> **Problem requirements**
All that is wanted is a word-for-word copy of the data from its first line to the line containing "const ISOLATED: [[Tapered;", both included.

> **Task inputs**

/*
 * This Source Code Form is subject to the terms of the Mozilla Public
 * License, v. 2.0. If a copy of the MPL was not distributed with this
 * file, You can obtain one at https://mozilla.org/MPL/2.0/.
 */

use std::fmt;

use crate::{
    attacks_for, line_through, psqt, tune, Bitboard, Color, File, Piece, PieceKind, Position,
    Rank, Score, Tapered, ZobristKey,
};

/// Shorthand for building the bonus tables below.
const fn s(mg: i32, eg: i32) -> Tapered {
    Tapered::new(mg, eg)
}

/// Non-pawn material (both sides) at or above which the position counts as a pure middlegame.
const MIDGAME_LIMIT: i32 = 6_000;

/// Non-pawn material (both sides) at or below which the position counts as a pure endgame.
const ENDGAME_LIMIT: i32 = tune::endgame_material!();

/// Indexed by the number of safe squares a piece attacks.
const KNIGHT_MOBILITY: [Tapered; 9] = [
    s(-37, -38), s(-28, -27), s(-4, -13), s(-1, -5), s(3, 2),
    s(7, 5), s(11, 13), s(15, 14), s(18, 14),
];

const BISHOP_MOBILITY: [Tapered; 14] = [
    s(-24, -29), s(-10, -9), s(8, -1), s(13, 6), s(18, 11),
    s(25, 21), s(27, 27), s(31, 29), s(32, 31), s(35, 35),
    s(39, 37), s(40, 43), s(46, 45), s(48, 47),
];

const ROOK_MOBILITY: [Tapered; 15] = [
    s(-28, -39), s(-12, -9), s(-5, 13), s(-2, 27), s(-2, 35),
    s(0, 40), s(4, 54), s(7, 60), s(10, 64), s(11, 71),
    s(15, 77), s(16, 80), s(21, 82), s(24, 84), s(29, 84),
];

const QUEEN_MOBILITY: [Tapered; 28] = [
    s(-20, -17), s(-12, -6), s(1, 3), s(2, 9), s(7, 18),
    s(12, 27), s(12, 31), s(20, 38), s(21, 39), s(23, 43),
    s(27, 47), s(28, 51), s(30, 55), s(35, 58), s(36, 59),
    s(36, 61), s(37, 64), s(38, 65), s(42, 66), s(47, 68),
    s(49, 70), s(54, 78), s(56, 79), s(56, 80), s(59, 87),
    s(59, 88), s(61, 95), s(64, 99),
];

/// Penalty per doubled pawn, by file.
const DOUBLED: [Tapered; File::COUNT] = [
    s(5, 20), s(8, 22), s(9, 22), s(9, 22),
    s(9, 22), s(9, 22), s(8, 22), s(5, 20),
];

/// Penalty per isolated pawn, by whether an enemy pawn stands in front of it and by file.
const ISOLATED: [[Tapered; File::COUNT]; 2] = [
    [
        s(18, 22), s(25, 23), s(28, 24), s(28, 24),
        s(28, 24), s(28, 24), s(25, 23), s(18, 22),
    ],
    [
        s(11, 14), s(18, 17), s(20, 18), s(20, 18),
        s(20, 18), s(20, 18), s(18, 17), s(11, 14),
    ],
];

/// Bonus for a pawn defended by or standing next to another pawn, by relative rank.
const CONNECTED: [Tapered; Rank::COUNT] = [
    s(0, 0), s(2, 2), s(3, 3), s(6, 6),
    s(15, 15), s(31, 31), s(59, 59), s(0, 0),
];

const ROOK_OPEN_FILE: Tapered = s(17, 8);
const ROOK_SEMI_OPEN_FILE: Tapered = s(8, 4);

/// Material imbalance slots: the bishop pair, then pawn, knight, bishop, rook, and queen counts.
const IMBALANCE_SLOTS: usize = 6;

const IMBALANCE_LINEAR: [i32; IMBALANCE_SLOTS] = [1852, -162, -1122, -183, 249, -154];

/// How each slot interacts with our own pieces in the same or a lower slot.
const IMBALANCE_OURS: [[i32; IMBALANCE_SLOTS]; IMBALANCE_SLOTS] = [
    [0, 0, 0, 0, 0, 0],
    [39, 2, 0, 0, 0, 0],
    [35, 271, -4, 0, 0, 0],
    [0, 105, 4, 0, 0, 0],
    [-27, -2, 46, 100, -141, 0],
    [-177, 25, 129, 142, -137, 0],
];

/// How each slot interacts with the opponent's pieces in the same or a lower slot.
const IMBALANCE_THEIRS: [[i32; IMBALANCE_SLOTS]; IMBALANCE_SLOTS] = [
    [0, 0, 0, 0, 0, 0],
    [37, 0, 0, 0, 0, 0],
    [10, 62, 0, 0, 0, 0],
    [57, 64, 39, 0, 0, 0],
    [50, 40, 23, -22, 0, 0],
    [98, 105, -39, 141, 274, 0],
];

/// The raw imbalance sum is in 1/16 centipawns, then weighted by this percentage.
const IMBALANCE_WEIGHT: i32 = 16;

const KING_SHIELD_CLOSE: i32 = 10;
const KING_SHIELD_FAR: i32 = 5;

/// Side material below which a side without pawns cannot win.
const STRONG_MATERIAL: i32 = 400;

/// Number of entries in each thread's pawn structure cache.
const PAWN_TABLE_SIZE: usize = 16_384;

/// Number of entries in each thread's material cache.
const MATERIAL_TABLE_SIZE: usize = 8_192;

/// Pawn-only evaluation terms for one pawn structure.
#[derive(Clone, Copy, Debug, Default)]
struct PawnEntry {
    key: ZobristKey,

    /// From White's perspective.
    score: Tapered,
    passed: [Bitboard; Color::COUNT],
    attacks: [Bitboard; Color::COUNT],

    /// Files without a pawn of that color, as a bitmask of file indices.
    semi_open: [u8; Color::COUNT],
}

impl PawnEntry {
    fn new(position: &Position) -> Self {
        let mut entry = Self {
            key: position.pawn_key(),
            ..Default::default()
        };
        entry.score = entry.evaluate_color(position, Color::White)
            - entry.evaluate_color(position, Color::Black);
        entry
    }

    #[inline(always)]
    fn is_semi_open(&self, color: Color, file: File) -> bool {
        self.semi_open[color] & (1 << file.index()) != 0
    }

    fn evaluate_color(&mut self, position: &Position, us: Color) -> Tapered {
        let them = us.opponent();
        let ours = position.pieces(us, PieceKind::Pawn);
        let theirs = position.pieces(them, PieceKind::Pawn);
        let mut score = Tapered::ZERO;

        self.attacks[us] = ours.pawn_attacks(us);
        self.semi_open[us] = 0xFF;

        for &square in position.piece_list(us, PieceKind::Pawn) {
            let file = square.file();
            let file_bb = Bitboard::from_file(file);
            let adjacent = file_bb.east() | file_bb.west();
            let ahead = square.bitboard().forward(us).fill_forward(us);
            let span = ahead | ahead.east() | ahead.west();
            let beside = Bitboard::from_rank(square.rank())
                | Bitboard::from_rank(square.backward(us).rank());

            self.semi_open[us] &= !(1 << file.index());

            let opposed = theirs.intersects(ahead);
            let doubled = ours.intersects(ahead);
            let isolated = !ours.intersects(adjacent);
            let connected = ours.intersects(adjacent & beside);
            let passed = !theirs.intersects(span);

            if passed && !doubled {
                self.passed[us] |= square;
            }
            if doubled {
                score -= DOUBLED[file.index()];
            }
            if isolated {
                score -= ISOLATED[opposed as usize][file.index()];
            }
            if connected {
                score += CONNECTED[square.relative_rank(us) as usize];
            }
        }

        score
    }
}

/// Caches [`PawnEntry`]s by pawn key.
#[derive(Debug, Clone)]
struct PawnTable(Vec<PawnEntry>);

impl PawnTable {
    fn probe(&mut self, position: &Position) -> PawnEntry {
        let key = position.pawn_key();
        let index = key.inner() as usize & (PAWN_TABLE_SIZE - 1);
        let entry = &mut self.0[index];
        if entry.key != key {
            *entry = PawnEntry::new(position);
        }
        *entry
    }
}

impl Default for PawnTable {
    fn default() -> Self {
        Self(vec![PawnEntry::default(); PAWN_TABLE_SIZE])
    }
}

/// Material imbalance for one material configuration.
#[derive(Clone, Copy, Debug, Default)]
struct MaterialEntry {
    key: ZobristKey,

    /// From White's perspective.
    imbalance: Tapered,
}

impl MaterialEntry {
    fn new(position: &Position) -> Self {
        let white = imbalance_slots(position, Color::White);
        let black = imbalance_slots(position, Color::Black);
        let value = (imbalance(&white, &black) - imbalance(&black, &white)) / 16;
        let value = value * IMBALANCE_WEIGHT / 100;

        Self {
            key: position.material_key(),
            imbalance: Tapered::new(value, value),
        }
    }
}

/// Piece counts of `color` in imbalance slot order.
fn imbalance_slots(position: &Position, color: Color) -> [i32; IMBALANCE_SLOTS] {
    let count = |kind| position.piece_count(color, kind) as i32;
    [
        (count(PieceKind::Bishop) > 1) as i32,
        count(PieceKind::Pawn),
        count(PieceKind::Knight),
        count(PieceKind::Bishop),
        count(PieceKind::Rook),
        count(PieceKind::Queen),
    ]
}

> **Result of the task**
/*
 * This Source Code Form is subject to the terms of the Mozilla Public
 * License, v. 2.0. If a copy of the MPL was not distributed with this
 * file, You can obtain one at https://mozilla.org/MPL/2.0/.
 */

use std::fmt;

use crate::{
    attacks_for, line_through, psqt, tune, Bitboard, Color, File, Piece, PieceKind, Position,
    Rank, Score, Tapered, ZobristKey,
};

/// Shorthand for building the bonus tables below.
const fn s(mg: i32, eg: i32) -> Tapered {
    Tapered::new(mg, eg)
}

/// Non-pawn material (both sides) at or above which the position counts as a pure middlegame.
const MIDGAME_LIMIT: i32 = 6_000;

/// Non-pawn material (both sides) at or below which the position counts as a pure endgame.
const ENDGAME_LIMIT: i32 = tune::endgame_material!();

/// Indexed by the number of safe squares a piece attacks.
const KNIGHT_MOBILITY: [Tapered; 9] = [
    s(-37, -38), s(-28, -27), s(-4, -13), s(-1, -5), s(3, 2),
    s(7, 5), s(11, 13), s(15, 14), s(18, 14),
];

const BISHOP_MOBILITY: [Tapered; 14] = [
    s(-24, -29), s(-10, -9), s(8, -1), s(13, 6), s(18, 11),
    s(25, 21), s(27, 27), s(31, 29), s(32, 31), s(35, 35),
    s(39, 37), s(40, 43), s(46, 45), s(48, 47),
];

const ROOK_MOBILITY: [Tapered; 15] = [
    s(-28, -39), s(-12, -9), s(-5, 13), s(-2, 27), s(-2, 35),
    s(0, 40), s(4, 54), s(7, 60), s(10, 64), s(11, 71),
    s(15, 77), s(16, 80), s(21, 82), s(24, 84), s(29, 84),
];

const QUEEN_MOBILITY: [Tapered; 28] = [
    s(-20, -17), s(-12, -6), s(1, 3), s(2, 9), s(7, 18),
    s(12, 27), s(12, 31), s(20, 38), s(21, 39), s(23, 43),
    s(27, 47), s(28, 51), s(30, 55), s(35, 58), s(36, 59),
    s(36, 61), s(37, 64), s(38, 65), s(42, 66), s(47, 68),
    s(49, 70), s(54, 78), s(56, 79), s(56, 80), s(59, 87),
    s(59, 88), s(61, 95), s(64, 99),
];

/// Penalty per doubled pawn, by file.
const DOUBLED: [Tapered; File::COUNT] = [
    s(5, 20), s(8, 22), s(9, 22), s(9, 22),
    s(9, 22), s(9, 22), s(8, 22), s(5, 20),
];

/// Penalty per isolated pawn, by whether an enemy pawn stands in front of it and by file.
const ISOLATED: [[Tapered; File::COUNT]; 2] = [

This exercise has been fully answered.